A few weeks ago, Sony released the PlayStation Vita, the follow-on product to the PSP and PSP Go. I bought a 3G(AT&T)/WiFi US unit and I’ve been putting it through its paces…read on for details!
We told you about the Vita here, back when Sony was calling this product the Next Gen Portable (NGP) system. Sony’s goal here was to introduce a gaming system with top-notch graphics to appeal to hard-core gamers who want a mobile gaming option. Did they succeed? We’ll give you our impressions!
Sony put a beautiful 5 inch OLED screen in the Vita, as well as dual analog sticks and a rear touch pad. The screen is touch enabled as well. Here are the complete specs for the US AT&T 3G model.
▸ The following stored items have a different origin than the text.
//! The identity space of one snapshot: index, search tree and resolution rules.
//!
//! The index is never updated in place. When the snapshot changes, build a new
//! space; [`IdentitySpace::is_stale`] tells whether that is needed.

use blake3::{Hash, Hasher};
use tracing::debug;

use crate::config::ResolverConfig;
use crate::declension::DeclensionRules;
use crate::index::{normalize_key, TokenIndex};
use crate::player::Player;
use crate::resolver::Resolver;
use crate::search::BkTree;
use crate::store::EntityStore;

/// Digest of every name that feeds the token index.
#[must_use]
pub fn fingerprint(store: &EntityStore, players: &[Player]) -> Hash {
    let mut h = Hasher::new();
    let mut field = |s: &str| {
        h.update(s.as_bytes());
        h.update(&[0]);
    };
    for player in players {
        field("player");
        field(&player.name);
        for character in &player.characters {
            field("character");
            field(&character.name);
            for alias in &character.aliases {
                field(alias);
            }
        }
    }
    for entity in store.iter() {
        field("entity");
        field(entity.kind.label());
        field(&entity.name);
        for alias in entity.aliases() {
            field(alias);
        }
        for generic in &entity.generic_names {
            field(generic);
        }
    }
    h.finalize()
}

/// Everything a [`Resolver`] borrows, built once per snapshot.
///
/// # Examples
///
/// ```
/// use kronika::{Entity, EntityKind, EntityStore, IdentitySpace, ResolverConfig};
///
/// let store = EntityStore::from_entities([Entity::new("Xeron Demonlord", EntityKind::Person)]);
/// let space = IdentitySpace::build(&store, &[], ResolverConfig::default());
/// let owner = space.resolver().resolve("Xeron Demonlors", None).unwrap();
/// assert_eq!(owner.name(), "Xeron Demonlord");
/// ```
#[derive(Debug, Clone)]
pub struct IdentitySpace {
    index: TokenIndex,
    tree: Option<BkTree>,
    rules: DeclensionRules,
    config: ResolverConfig,
    fingerprint: Hash,
}

impl IdentitySpace {
    /// Builds a space with the Polish declension tables.
    #[must_use]
    pub fn build(store: &EntityStore, players: &[Player], config: ResolverConfig) -> Self {
        let rules = DeclensionRules::polish().with_min_stem_len(config.min_stem_len);
        Self::with_rules(store, players, rules, config)
    }

    /// Builds a space with custom declension tables.
    #[must_use]
    pub fn with_rules(
        store: &EntityStore,
        players: &[Player],
        rules: DeclensionRules,
        config: ResolverConfig,
    ) -> Self {
        let index = TokenIndex::build(store, players, &rules, &config);
        let tree = config
            .use_search_tree
            .then(|| index.keys().map(normalize_key).collect::<BkTree>());
        let fingerprint = fingerprint(store, players);
        debug!(
            keys = index.len(),
            tree = tree.is_some(),
            fingerprint = %fingerprint.to_hex(),
            "identity space built"
        );
        Self {
            index,
            tree,
            rules,
            config,
            fingerprint,
        }
    }

    /// A resolver borrowing this space.
    #[must_use]
    pub fn resolver(&self) -> Resolver<'_> {
        Resolver::new(&self.index, self.tree.as_ref(), &self.rules, &self.config)
    }

    /// Returns true if the snapshot's names differ from those indexed.
    #[must_use]
    pub fn is_stale(&self, store: &EntityStore, players: &[Player]) -> bool {
        fingerprint(store, players) != self.fingerprint
    }

    /// Digest of the names this space was built from.
    #[must_use]
    pub const fn fingerprint(&self) -> &Hash {
        &self.fingerprint
    }

    /// The token index.
    #[must_use]
    pub const fn index(&self) -> &TokenIndex {
        &self.index
    }

    /// The search tree, if enabled in the config.
    #[must_use]
    pub const fn tree(&self) -> Option<&BkTree> {
        self.tree.as_ref()
    }

    /// The declension rules.
    #[must_use]
    pub const fn rules(&self) -> &DeclensionRules {
        &self.rules
    }

    /// The resolver config.
    #[must_use]
    pub const fn config(&self) -> &ResolverConfig {
        &self.config
    }
}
|CPU||ARM® Cortex™- A9 core (4 core)|
|External Dimensions||Approx. 182.0 x 18.6 x 83.5mm (width x height x depth)|
(tentative, excludes largest projection)
|Screen (Touch Screen)||5 inches (16:9), 960 x 544, Approx. 16 million colors, OLED|
Multi touch screen (capacitive type)
|Rear Touch Pad||Multi touch pad (capacitive type)|
|Cameras||Front camera, Rear camera|
|Sound||Built-in stereo speakers|
|Sensors||Six-axis motion sensing system (three-axis gyroscope,|
three-axis accelerometer), Three-axis electronic compass
Wi-Fi location service support
|Keys / Switches||PS button|
Directional buttons (Up/Down/Right/Left)
Action buttons (Triangle, Circle, Cross, Square)
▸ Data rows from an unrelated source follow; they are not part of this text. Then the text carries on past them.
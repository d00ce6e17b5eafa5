//! Approximate string search: metrics and the BK-tree built on them.

mod bktree;
mod metric;

pub use bktree::{linear_scan, BkTree, SearchHit};
pub use metric::{edit_distance, Levenshtein, Metric};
Shoulder buttons (Right/Left)
Right stick, Left stick
START button, SELECT button
Volume buttons (+/-)
|Wireless Communications||Mobile network connectivity (3G)|
IEEE 802.11b/g/n (n = 1×1)(Wi-Fi)(Infrastructure mode/Ad-hoc mode)
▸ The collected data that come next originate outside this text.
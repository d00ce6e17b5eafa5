//! Temporal values and "as of" resolution.
//!
//! Every attribute of an entity is recorded as a history: an ordered list of
//! [`TemporalValue`]s, each valid over a closed interval `[valid_from, valid_to]`
//! where a missing bound means the interval is unbounded on that side.
//!
//! Validity bounds may be written as partial dates. A partial date resolves to
//! the first day of its period when it opens an interval and to the last
//! calendar day of its period when it closes one:
//!
//! - `2024` → `2024-01-01` / `2024-12-31`
//! - `2024-02` → `2024-02-01` / `2024-02-29`
//! - `2024-02-10` → `2024-02-10` either way

use std::fmt;
use std::sync::OnceLock;

use chrono::NaiveDate;
use regex::Regex;
use serde::{Deserialize, Serialize};

use crate::error::ValidationError;

static PARTIAL_DATE: OnceLock<Regex> = OnceLock::new();

fn partial_date_regex() -> &'static Regex {
    PARTIAL_DATE.get_or_init(|| {
        Regex::new(r"^(\d{4})(?:-(\d{1,2})(?:-(\d{1,2}))?)?$")
            .expect("partial date pattern is a valid regex")
    })
}

/// Which side of an interval a partial date is resolved for.
#[derive(Debug, Clone, Copy, PartialEq, Eq, Hash)]
pub enum Bound {
    /// Opening bound: first day of the period.
    Start,
    /// Closing bound: last day of the period.
    End,
}

fn last_day_of_month(year: i32, month: u32) -> Option<NaiveDate> {
    let (next_year, next_month) = if month == 12 {
        (year + 1, 1)
    } else {
        (year, month + 1)
    };
    NaiveDate::from_ymd_opt(next_year, next_month, 1)?.pred_opt()
}

/// Parses a full or partial date and resolves it for the given bound.
///
/// # Errors
///
/// Returns `ValidationError::InvalidDate` if the input is not `YYYY`,
/// `YYYY-MM` or `YYYY-MM-DD`, or names a day that does not exist.
///
/// # Examples
///
/// ```
/// use kronika::time::{parse_bound, Bound};
/// use chrono::NaiveDate;
///
/// let end = parse_bound("2024-02", Bound::End).unwrap();
/// assert_eq!(end, NaiveDate::from_ymd_opt(2024, 2, 29).unwrap());
/// ```
pub fn parse_bound(input: &str, bound: Bound) -> Result<NaiveDate, ValidationError> {
    let invalid = || ValidationError::InvalidDate {
        input: input.to_string(),
    };

    let caps = partial_date_regex()
        .captures(input.trim())
        .ok_or_else(invalid)?;

    let year: i32 = caps[1].parse().map_err(|_| invalid())?;
    let month: Option<u32> = caps
        .get(2)
        .map(|m| m.as_str().parse())
        .transpose()
        .map_err(|_| invalid())?;
    let day: Option<u32> = caps
        .get(3)
        .map(|d| d.as_str().parse())
        .transpose()
        .map_err(|_| invalid())?;

    if let Some(m) = month {
        if !(1..=12).contains(&m) {
            return Err(invalid());
        }
    }

    let date = match (month, day, bound) {
        (None, _, Bound::Start) => NaiveDate::from_ymd_opt(year, 1, 1),
        (None, _, Bound::End) => NaiveDate::from_ymd_opt(year, 12, 31),
        (Some(m), None, Bound::Start) => NaiveDate::from_ymd_opt(year, m, 1),
        (Some(m), None, Bound::End) => last_day_of_month(year, m),
        (Some(m), Some(d), _) => NaiveDate::from_ymd_opt(year, m, d),
    };

    date.ok_or_else(invalid)
}

/// A value together with the interval during which it holds.
///
/// # Examples
///
/// ```
/// use kronika::TemporalValue;
/// use chrono::NaiveDate;
///
/// let value = TemporalValue::parse("Erathia", Some("2024-01"), Some("2024-06"));
/// let april = NaiveDate::from_ymd_opt(2024, 4, 15).unwrap();
/// assert!(value.is_active(Some(april)));
/// ```
#[derive(Debug, Clone, PartialEq, Eq, Hash, Serialize, Deserialize)]
pub struct TemporalValue {
    /// The attribute value.
    pub text: String,

    /// First day the value holds (inclusive). None means unbounded past.
    #[serde(default, skip_serializing_if = "Option::is_none")]
    pub valid_from: Option<NaiveDate>,

    /// Last day the value holds (inclusive). None means unbounded future.
    #[serde(default, skip_serializing_if = "Option::is_none")]
    pub valid_to: Option<NaiveDate>,
}

impl TemporalValue {
    /// Creates a value with explicit, already resolved bounds.
    #[must_use]
    pub fn new(
        text: impl Into<String>,
        valid_from: Option<NaiveDate>,
        valid_to: Option<NaiveDate>,
    ) -> Self {
        Self {
            text: text.into(),
            valid_from,
            valid_to,
        }
    }

    /// Creates a value without any validity bounds.
    #[must_use]
    pub fn plain(text: impl Into<String>) -> Self {
        Self::new(text, None, None)
    }

    /// Creates an open-ended value starting at `from`.
    #[must_use]
    pub fn starting_at(text: impl Into<String>, from: NaiveDate) -> Self {
        Self::new(text, Some(from), None)
    }

    /// Builds a value from textual bounds, tolerating malformed input.
    ///
    /// Empty bounds are treated as absent. If either bound cannot be parsed
    /// the value is kept as plain, unbounded text.
    #[must_use]
    pub fn parse(text: impl Into<String>, from: Option<&str>, to: Option<&str>) -> Self {
        let text = text.into();
        let from = from.map(str::trim).filter(|s| !s.is_empty());
        let to = to.map(str::trim).filter(|s| !s.is_empty());

        let valid_from = from.map(|s| parse_bound(s, Bound::Start)).transpose();
        let valid_to = to.map(|s| parse_bound(s, Bound::End)).transpose();

        match (valid_from, valid_to) {
            (Ok(valid_from), Ok(valid_to)) => Self {
                text,
                valid_from,
                valid_to,
            },
            (Err(err), _) | (_, Err(err)) => {
                tracing::debug!(value = %text, error = %err, "malformed validity, keeping plain value");
                Self::plain(text)
            }
        }
    }

    /// Returns true if neither bound is set.
    #[must_use]
    pub const fn is_unbounded(&self) -> bool {
        self.valid_from.is_none() && self.valid_to.is_none()
    }

    /// Returns true if `date` falls within `[valid_from, valid_to]`.
    #[must_use]
    pub fn contains(&self, date: NaiveDate) -> bool {
        self.valid_from.map_or(true, |from| date >= from)
            && self.valid_to.map_or(true, |to| date <= to)
    }

    /// Returns true if the value is active as of `as_of`.
    ///
    /// With no reference date every value counts as active.
    #[must_use]
    pub fn is_active(&self, as_of: Option<NaiveDate>) -> bool {
        match as_of {
            None => true,
            Some(date) => self.is_unbounded() || self.contains(date),
        }
    }
}

impl fmt::Display for TemporalValue {
    fn fmt(&self, f: &mut fmt::Formatter<'_>) -> fmt::Result {
        if self.is_unbounded() {
            return write!(f, "{}", self.text);
        }
        let from = self
            .valid_from
            .map_or_else(|| "-∞".to_string(), |d| d.to_string());
        let to = self
            .valid_to
            .map_or_else(|| "∞".to_string(), |d| d.to_string());
        write!(f, "{} [{from} → {to}]", self.text)
    }
}

/// Returns true if `item` is active as of `as_of`.
#[must_use]
pub fn is_active(item: &TemporalValue, as_of: Option<NaiveDate>) -> bool {
    item.is_active(as_of)
}

/// Returns the last recorded history entry active as of `as_of`.
#[must_use]
pub fn last_active(history: &[TemporalValue], as_of: Option<NaiveDate>) -> Option<&TemporalValue> {
    history.iter().rev().find(|item| item.is_active(as_of))
}

/// Returns every history entry active as of `as_of`, in recorded order.
#[must_use]
pub fn all_active(history: &[TemporalValue], as_of: Option<NaiveDate>) -> Vec<&TemporalValue> {
    history.iter().filter(|item| item.is_active(as_of)).collect()
}

/// Stable sort by `valid_from`; entries without a start bound come first.
pub fn sort_by_valid_from(history: &mut [TemporalValue]) {
    // Option orders None before Some.
    history.sort_by_key(|item| item.valid_from);
}

#[cfg(test)]
mod tests {
    use super::*;

    fn date(y: i32, m: u32, d: u32) -> NaiveDate {
        NaiveDate::from_ymd_opt(y, m, d).unwrap()
    }

    fn sample_history() -> Vec<TemporalValue> {
        vec![
            TemporalValue::parse("A", Some("2024-01"), Some("2024-06")),
            TemporalValue::parse("B", Some("2024-07"), None),
        ]
    }

    #[test]
    fn test_parse_bound_year_only() {
        assert_eq!(parse_bound("2024", Bound::Start).unwrap(), date(2024, 1, 1));
        assert_eq!(parse_bound("2024", Bound::End).unwrap(), date(2024, 12, 31));
    }

    #[test]
    fn test_parse_bound_year_month_leap() {
        assert_eq!(parse_bound("2024-02", Bound::End).unwrap(), date(2024, 2, 29));
        assert_eq!(parse_bound("2023-02", Bound::End).unwrap(), date(2023, 2, 28));
        assert_eq!(parse_bound("2024-12", Bound::End).unwrap(), date(2024, 12, 31));
        assert_eq!(parse_bound("2024-02", Bound::Start).unwrap(), date(2024, 2, 1));
    }

    #[test]
    fn test_parse_bound_full_date() {
        assert_eq!(parse_bound(" 2025-03-01 ", Bound::End).unwrap(), date(2025, 3, 1));
    }

    #[test]
    fn test_parse_bound_invalid() {
        assert!(parse_bound("2024-13", Bound::Start).is_err());
        assert!(parse_bound("2024-00", Bound::End).is_err());
        assert!(parse_bound("2023-02-29", Bound::Start).is_err());
        assert!(parse_bound("wiosna", Bound::Start).is_err());
        assert!(parse_bound("", Bound::Start).is_err());
    }

    #[test]
    fn test_parse_malformed_validity_keeps_plain_text() {
        let value = TemporalValue::parse("Steadwick", Some("zimą"), Some("2024-06"));
        assert_eq!(value, TemporalValue::plain("Steadwick"));
        assert!(value.is_unbounded());
    }

    #[test]
    fn test_parse_empty_bounds_are_absent() {
        let value = TemporalValue::parse("Steadwick", Some(""), Some("  "));
        assert!(value.is_unbounded());
    }

    #[test]
    fn test_contains_is_inclusive() {
        let value = TemporalValue::parse("A", Some("2024-01"), Some("2024-06"));
        assert!(value.contains(date(2024, 1, 1)));
        assert!(value.contains(date(2024, 6, 30)));
        assert!(!value.contains(date(2024, 7, 1)));
        assert!(!value.contains(date(2023, 12, 31)));
    }

    #[test]
    fn test_is_active_without_reference_date() {
        let value = TemporalValue::parse("A", Some("2020"), Some("2020"));
        assert!(value.is_active(None));
        assert!(!value.is_active(Some(date(2021, 1, 1))));
        assert!(TemporalValue::plain("B").is_active(Some(date(1900, 1, 1))));
    }

    #[test]
    fn test_last_active_in_range() {
        let history = sample_history();
        let hit = last_active(&history, Some(date(2024, 4, 15))).unwrap();
        assert_eq!(hit.text, "A");
    }

    #[test]
    fn test_last_active_after_change() {
        let history = sample_history();
        let hit = last_active(&history, Some(date(2025, 1, 1))).unwrap();
        assert_eq!(hit.text, "B");
    }

    #[test]
    fn test_last_active_without_date_is_most_recent() {
        let history = sample_history();
        assert_eq!(last_active(&history, None).unwrap().text, "B");
    }

    #[test]
    fn test_last_active_before_history() {
        let history = sample_history();
        assert!(last_active(&history, Some(date(2023, 5, 1))).is_none());
    }

    #[test]
    fn test_all_active_keeps_order() {
        let history = vec![
            TemporalValue::plain("x"),
            TemporalValue::parse("y", Some("2024"), None),
            TemporalValue::parse("z", None, Some("2023")),
        ];
        let active: Vec<_> = all_active(&history, Some(date(2024, 5, 5)))
            .into_iter()
            .map(|v| v.text.as_str())
            .collect();
        assert_eq!(active, vec!["x", "y"]);
        assert_eq!(all_active(&history, None).len(), 3);
    }

    #[test]
    fn test_sort_by_valid_from_is_stable() {
        let mut history = vec![
            TemporalValue::parse("late", Some("2025"), None),
            TemporalValue::plain("first-plain"),
            TemporalValue::parse("early", Some("2020"), None),
            TemporalValue::plain("second-plain"),
        ];
        sort_by_valid_from(&mut history);
        let order: Vec<_> = history.iter().map(|v| v.text.as_str()).collect();
        assert_eq!(order, vec!["first-plain", "second-plain", "early", "late"]);
    }

    #[test]
    fn test_display() {
        let value = TemporalValue::parse("Enroth", Some("2024-07"), None);
        let shown = format!("{value}");
        assert!(shown.contains("2024-07-01"));
        assert!(shown.contains('∞'));
        assert_eq!(format!("{}", TemporalValue::plain("Enroth")), "Enroth");
    }

    #[test]
    fn test_serialization_skips_missing_bounds() {
        let value = TemporalValue::plain("Enroth");
        let json = serde_json::to_string(&value).unwrap();
        assert_eq!(json, r#"{"text":"Enroth"}"#);

        let bounded = TemporalValue::parse("Enroth", Some("2024-07"), Some("2024-08"));
        let json = serde_json::to_string(&bounded).unwrap();
        let back: TemporalValue = serde_json::from_str(&json).unwrap();
        assert_eq!(back, bounded);
    }
}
Bluetooth® 2.1+EDR (A2DP/AVRCP/HSP)
The Vita is a well-executed piece of hardware. It feels solid in the hand, and the 5” screen that is the heart of the unit is beautiful. The layout of the controls is similar to the PSP, but have been updated. In particular, the addition of dual analog sticks is a welcome change from the PSP.
This is not a small unit…it feels heavy. Since it is built like a tank, it is a bit heavier than the PSP, but it is much more capable.
The PS Vita uses proprietary memory cards, which are at least double the cost of SD format cards. You must purchase a memory card to use with your unit…I purchased an 8 GB and a 16GB card to use with mine. While I understand why they wanted a proprietary format, I wish that they had priced the cards a bit more reasonably. If you plan on loading videos or downloading full games to the Vita, go with the largest memory card that you can afford.
The operating system is a customized version of Android. Sony engineers worked hard to deliver a differentiated experience; this feels consistent with Sony and you can’t tell that it is running Android.
Here is the lock screen that you see when you start the PS Vita.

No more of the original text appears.